* _PROBLEM TO SOLVE_
Return the following from the records below: each line, word for word, starting with the line that contains "let rows = self.transactions.list_all().await?;" and going on through the line that contains "let agent = if", with nothing outside that range.

[Collected data]
//! HTTP API: routing, authentication middleware and request/response mapping.

pub mod app;
pub mod authz;
pub mod context;
pub mod middleware;
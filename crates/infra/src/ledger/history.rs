//! Transaction history queries with the parties resolved to names and emails.

use std::collections::HashMap;
use std::sync::Arc;

use chrono::{DateTime, Utc};
use rust_decimal::Decimal;

use digiwallet_auth::{Role, UserAccount};
use digiwallet_core::{Amount, DomainResult, TransactionId, UserId};
use digiwallet_wallet::{Transaction, TransactionKind, TransactionStatus};

use crate::store::{TransactionStore, UserStore};

/// A party of a transaction as shown to readers.
#[derive(Debug, Clone, PartialEq, Eq)]
pub struct PartyView {
    pub id: UserId,
    pub name: String,
    pub email: String,
    /// Only populated in the administrator listing.
    pub role: Option<Role>,
}

#[derive(Debug, Clone, PartialEq, Eq)]
pub struct TransactionView {
    pub id: TransactionId,
    pub sender: Option<PartyView>,
    pub receiver: Option<PartyView>,
    pub agent: Option<PartyView>,
    pub amount: Amount,
    pub fee: Decimal,
    pub commission: Decimal,
    pub kind: TransactionKind,
    pub status: TransactionStatus,
    pub description: Option<String>,
    pub created_at: DateTime<Utc>,
    pub updated_at: DateTime<Utc>,
}

/// Which parties a listing resolves, and how much of them.
#[derive(Debug, Clone, Copy)]
struct Detail {
    agent: bool,
    role: bool,
}

#[derive(Clone)]
pub struct HistoryService {
    transactions: Arc<dyn TransactionStore>,
    users: Arc<dyn UserStore>,
}

impl HistoryService {
    pub fn new(transactions: Arc<dyn TransactionStore>, users: Arc<dyn UserStore>) -> Self {
        Self { transactions, users }
    }

    /// Records where the user took part in any role, newest first.
    pub async fn history_for(&self, user_id: UserId) -> DomainResult<Vec<TransactionView>> {
        let rows = self.transactions.list_involving(user_id).await?;
        self.resolve(rows, Detail { agent: true, role: false }).await
    }

    /// Cash-in and cash-out records handled by the agent, newest first.
    pub async fn commission_history_for(
        &self,
        agent_id: UserId,
    ) -> DomainResult<Vec<TransactionView>> {
        let rows = self.transactions.list_commissions(agent_id).await?;
        self.resolve(rows, Detail { agent: false, role: false }).await
    }

    /// Every live record, newest first, with party roles.
    pub async fn all_transactions(&self) -> DomainResult<Vec<TransactionView>> {
        let rows = self.transactions.list_all().await?;
        self.resolve(rows, Detail { agent: true, role: true }).await
    }

    async fn resolve(
        &self,
        rows: Vec<Transaction>,
        detail: Detail,
    ) -> DomainResult<Vec<TransactionView>> {
        let mut cache: HashMap<UserId, Option<UserAccount>> = HashMap::new();
        let mut views = Vec::with_capacity(rows.len());

        for tx in rows {
            let sender = self.party(&mut cache, tx.sender_id, detail).await?;
            let receiver = self.party(&mut cache, tx.receiver_id, detail).await?;
            let agent = if detail.agent {
                self.party(&mut cache, tx.agent_id, detail).await?
            } else {
                None
            };
            views.push(TransactionView {
                id: tx.id,
                sender,
                receiver,
                agent,
                amount: tx.amount,
                fee: tx.fee,
                commission: tx.commission,
                kind: tx.kind,
                status: tx.status,
                description: tx.description,
                created_at: tx.created_at,
                updated_at: tx.updated_at,
            });
        }
        Ok(views)
    }

    /// Missing accounts resolve to `None`.
    async fn party(
        &self,
        cache: &mut HashMap<UserId, Option<UserAccount>>,
        id: Option<UserId>,
        detail: Detail,
    ) -> DomainResult<Option<PartyView>> {
        let Some(id) = id else {
            return Ok(None);
        };
        if !cache.contains_key(&id) {
            let account = self.users.get(id).await?;
            cache.insert(id, account);
        }
        Ok(cache.get(&id).and_then(Option::as_ref).map(|u| PartyView {
            id: u.id,
            name: u.name.clone(),
            email: u.email.clone(),
            role: detail.role.then_some(u.role),
        }))
    }
}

* _RESPONSE_
        let rows = self.transactions.list_all().await?;
        self.resolve(rows, Detail { agent: true, role: true }).await
    }

    async fn resolve(
        &self,
        rows: Vec<Transaction>,
        detail: Detail,
    ) -> DomainResult<Vec<TransactionView>> {
        let mut cache: HashMap<UserId, Option<UserAccount>> = HashMap::new();
        let mut views = Vec::with_capacity(rows.len());

        for tx in rows {
            let sender = self.party(&mut cache, tx.sender_id, detail).await?;
            let receiver = self.party(&mut cache, tx.receiver_id, detail).await?;
            let agent = if detail.agent {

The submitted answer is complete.